À la tête de la liste d’union de la droite et du centre, Franck Proust arrive en troisième position avec 21,51 %.
Quand vers 21 heures, Franck Proust arrive à sa permanence, accompagné de Gerardo Marzo, c’est dans le silence. Un silence qui en dit long sur l’état d’esprit de ses troupes…
« C’est une grande tristesse, les résultats sont là, indiscutés et indiscutables », réagit le candidat de la liste Nîmes par-dessus tout, arrivé en troisième position avec 21,51 %, alors que sa liste et celle de Julien Plantier avaient cumulé plus de 35 % au premier tour. « J’ai souhaité bonne chance à Vincent Bouget, je lui souhaite le meilleur et surtout je souhaite le meilleur pour Nîmes et pour les Nîmois ».
« Je souhaite le meilleur pour Nîmes »
Du bout des lèvres, il reconnaît que la marche était trop haute. « Une fusion, c’est toujours très difficile », poursuit-il, en prévenant son adversaire. « J’espère que les 25 ans de Jean-Paul Fournier ne seront pas effacés. Nîmes est une ville qui est belle, une ville qui rayonne, mais qui reste fragile », explique-t-il en refusant de parler de son avenir personnel. Ce n’est qu’à l’issue de ces quelques mots à la presse, que retentissent les premiers applaudissements.
Franck Proust prend alors un micro pour s’adresser à ses militants, pour les remercier. « On n’a pas réussi.

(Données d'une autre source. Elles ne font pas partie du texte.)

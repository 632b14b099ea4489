use rand::{distributions::Uniform, prelude::Distribution, thread_rng};

const LOCAL_PART_LEN: usize = 12;
const CHARSET: &[u8; 36] = b"abcdefghijklmnopqrstuvwxyz0123456789";

/// Mailbox that almost certainly does not exist, used to detect catch-all domains.
pub fn generate_random_mailbox(domain: &str) -> String {
    let mut rng = thread_rng();
    let between = Uniform::from(0..CHARSET.len());

    let local_part: String = (0..LOCAL_PART_LEN)
        .map(|_| CHARSET[between.sample(&mut rng)] as char)
        .collect();

    format!("{local_part}@{domain}")
}
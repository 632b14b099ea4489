use std::net::SocketAddr;
use std::sync::Arc;

use tracing::{info, warn};

use crate::build_info::APP_NAME_VERSION;
use crate::jobs::job_funcs::init_scheduler::task_init;
use crate::routers::main_router::build_router;

use super::{config::ServerConfig, state::ServerState};

pub async fn server_init_proc(
    start: tokio::time::Instant,
    config: ServerConfig,
) -> anyhow::Result<()> {
    let state = Arc::new(
        ServerState::builder()
            .app_name_version(APP_NAME_VERSION.to_owned())
            .server_start_time(start)
            .verifier_config(config.verifier.clone())
            .build()?,
    );

    task_init(Arc::clone(&state)).await?;

    let listener = tokio::net::TcpListener::bind(config.bind_addr()).await?;

    info!(
        app = %state.get_app_name_version(),
        addr = %listener.local_addr()?,
        workers = %config.workers,
        request_timeout = ?config.request_timeout,
        elapsed = ?start.elapsed(),
        "Backend server starting..."
    );

    let shutdown_state = Arc::clone(&state);
    axum::serve(
        listener,
        build_router(Arc::clone(&state), config.request_timeout)
            .into_make_service_with_connect_info::<SocketAddr>(),
    )
    .with_graceful_shutdown(async move {
        shutdown_signal().await;
        shutdown_state.close_verifications();
    })
    .await?;

    info!(
        responses_handled = %state.get_responses_handled(),
        cached_results = %state.get_verification_cache_len(),
        uptime = ?state.get_uptime(),
        "Server shut down"
    );
    Ok(())
}

async fn shutdown_signal() {
    let ctrl_c = async {
        if let Err(e) = tokio::signal::ctrl_c().await {
            warn!(error = %e, "Could not install Ctrl-C handler");
            std::future::pending::<()>().await;
        }
    };

    #[cfg(unix)]
    let terminate = async {
        match tokio::signal::unix::signal(tokio::signal::unix::SignalKind::terminate()) {
            Ok(mut signal) => {
                signal.recv().await;
            }
            Err(e) => {
                warn!(error = %e, "Could not install SIGTERM handler");
                std::future::pending::<()>().await;
            }
        }
    };

    #[cfg(not(unix))]
    let terminate = std::future::pending::<()>();

    tokio::select! {
        _ = ctrl_c => {},
        _ = terminate => {},
    }

    info!("Shutdown signal received, draining connections...");
}
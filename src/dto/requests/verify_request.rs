use serde_json::Value;
use utoipa::ToSchema;

use crate::errors::code_error::CodeError;

#[derive(ToSchema)]
pub struct VerifyRequest {
    #[schema(example = "test@example.com")]
    pub email: String,
}

impl VerifyRequest {
    /// Validates a raw request body. Any JSON is accepted at the transport level so that each
    /// kind of bad input gets its own 400 instead of a generic rejection. Unparseable bodies,
    /// non-JSON content types and non-object JSON are client errors here, never a 500.
    pub fn from_body(body: &[u8]) -> Result<Self, CodeError> {
        let data: Value = serde_json::from_slice(body).map_err(|_| CodeError::NO_JSON_DATA)?;

        if is_falsy(&data) {
            return Err(CodeError::NO_JSON_DATA);
        }

        let Value::Object(map) = data else {
            return Err(CodeError::JSON_NOT_AN_OBJECT);
        };

        match map.get("email") {
            None => Err(CodeError::EMAIL_REQUIRED),
            Some(email) if is_falsy(email) => Err(CodeError::EMAIL_REQUIRED),
            Some(Value::String(email)) => Ok(VerifyRequest {
                email: email.clone(),
            }),
            Some(_) => Err(CodeError::EMAIL_NOT_A_STRING),
        }
    }
}

fn is_falsy(value: &Value) -> bool {
    match value {
        Value::Null => true,
        Value::Bool(b) => !b,
        Value::Number(n) => n.as_f64() == Some(0.0),
        Value::String(s) => s.is_empty(),
        Value::Array(a) => a.is_empty(),
        Value::Object(o) => o.is_empty(),
    }
}
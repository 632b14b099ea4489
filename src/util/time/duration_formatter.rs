use chrono::{DateTime, Utc};

/// `1d 2h 3m 4s`, dropping leading zero units.
pub fn format_duration(duration: std::time::Duration) -> String {
    let total = duration.as_secs();
    let (days, hours, minutes, seconds) = (
        total / 86_400,
        (total % 86_400) / 3_600,
        (total % 3_600) / 60,
        total % 60,
    );

    if days > 0 {
        format!("{days}d {hours}h {minutes}m {seconds}s")
    } else if hours > 0 {
        format!("{hours}h {minutes}m {seconds}s")
    } else if minutes > 0 {
        format!("{minutes}m {seconds}s")
    } else {
        format!("{seconds}.{:03}s", duration.subsec_millis())
    }
}

pub fn format_dt_difference(from: DateTime<Utc>, to: DateTime<Utc>) -> String {
    match (to - from).to_std() {
        Ok(duration) => format_duration(duration),
        Err(_) => String::from("0.000s"),
    }
}
use std::time::Duration;

use chrono::{DateTime, Utc};

use super::verification::VerificationResult;

#[derive(Debug, Clone)]
pub struct CachedVerification {
    pub result: VerificationResult,
    pub expires_at: DateTime<Utc>,
}

/// Short-lived memo of finished verifications so a burst of identical requests does not
/// hammer the same remote mail server. Keys are lower-cased addresses.
pub struct VerificationCache {
    entries: scc::HashMap<String, CachedVerification>,
    ttl: Option<chrono::Duration>,
}

impl VerificationCache {
    pub fn new(ttl: Duration) -> Self {
        let ttl = match chrono::Duration::from_std(ttl) {
            Ok(ttl) if ttl > chrono::Duration::zero() => Some(ttl),
            _ => None,
        };

        VerificationCache {
            entries: scc::HashMap::new(),
            ttl,
        }
    }

    pub fn is_enabled(&self) -> bool {
        self.ttl.is_some()
    }

    fn key(email: &str) -> String {
        email.to_lowercase()
    }

    /// Cached result re-labelled with the caller's spelling of the address.
    pub async fn get(&self, email: &str) -> Option<VerificationResult> {
        if self.ttl.is_none() {
            return None;
        }

        let now = Utc::now();
        let cached = self
            .entries
            .read_async(&Self::key(email), |_, v| v.clone())
            .await?;

        if cached.expires_at <= now {
            return None;
        }

        let mut result = cached.result;
        result.email = email.to_owned();
        Some(result)
    }

    pub async fn insert(&self, result: &VerificationResult) {
        let Some(ttl) = self.ttl else {
            return;
        };

        let key = Self::key(&result.email);
        let entry = CachedVerification {
            result: result.clone(),
            expires_at: Utc::now() + ttl,
        };

        if self
            .entries
            .update_async(&key, |_, cached| {
                *cached = entry.clone();
            })
            .await
            .is_none()
        {
            let _ = self.entries.insert_async(key, entry).await;
        }
    }

    pub fn len(&self) -> usize {
        self.entries.len()
    }

    pub fn is_empty(&self) -> bool {
        self.entries.is_empty()
    }

    /// Drops expired entries; returns `(pruned, remaining)`.
    pub async fn purge_expired(&self) -> (usize, usize) {
        let now = Utc::now();
        let (mut pruned, mut remaining): (usize, usize) = (0, 0);

        self.entries
            .iter_mut_async(|entry| {
                if entry.expires_at <= now {
                    pruned += 1;
                    let _ = entry.consume();
                } else {
                    remaining += 1;
                }
                true
            })
            .await;

        (pruned, remaining)
    }
}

On s’est tous battus, C’était très compliqué, on n’a pas su s’imposer, malgré la fusion […]. J’ai donné toujours le meilleur de moi-même. Je suis fier de ce que j’ai fait », explique-t-il, citant son travail à l’agglo, aux côtés de Jean-Paul Fournier, de Jean Bousquet ou au parlement européen. « C’est la vie politique, on perd, on gagne, on reperd, on regagne, c’est comme ça », dit-il, très digne, en encourageant les jeunes militants à poursuivre le combat.
L’ambiance est morose dans la permanence. Depuis plus d’une heure, ses colistiers étaient arrivés au compte-goutte, certains ne cachant pas leur envie de partir le plus vite possible. Après la réconciliation d’entre deux tours, la division a laissé des traces, les deux camps restent à distance. L’un dans la salle du haut, l’autre dans la salle du bas…
Certains évoquent leur intérêt pour une union des droites. D’autres voient déjà l’avenir se dégager pour Julien Plantier, à la tête de l’opposition. « C’était vraiment une belle aventure, une expérience formidable, même si on ne gagne pas, je ne regrette rien », confie Ludivine Furnon, médaillée olympique engagée du côté de Franck Proust. « C’est la loi de la démocratie, il y avait une volonté d’alternance », se désole Emmanuel Carrière.
« Quelle déculottée ! Ce n’était pas le bon candidat », s’exclame une ancienne colistière de Julien Plantier. Ce dernier, avec ses amis, détale sans prendre la parole, sitôt le discours de Franck Proust terminé. « Un cycle se termine », murmure l’ancien candidat, en s’éclipsant.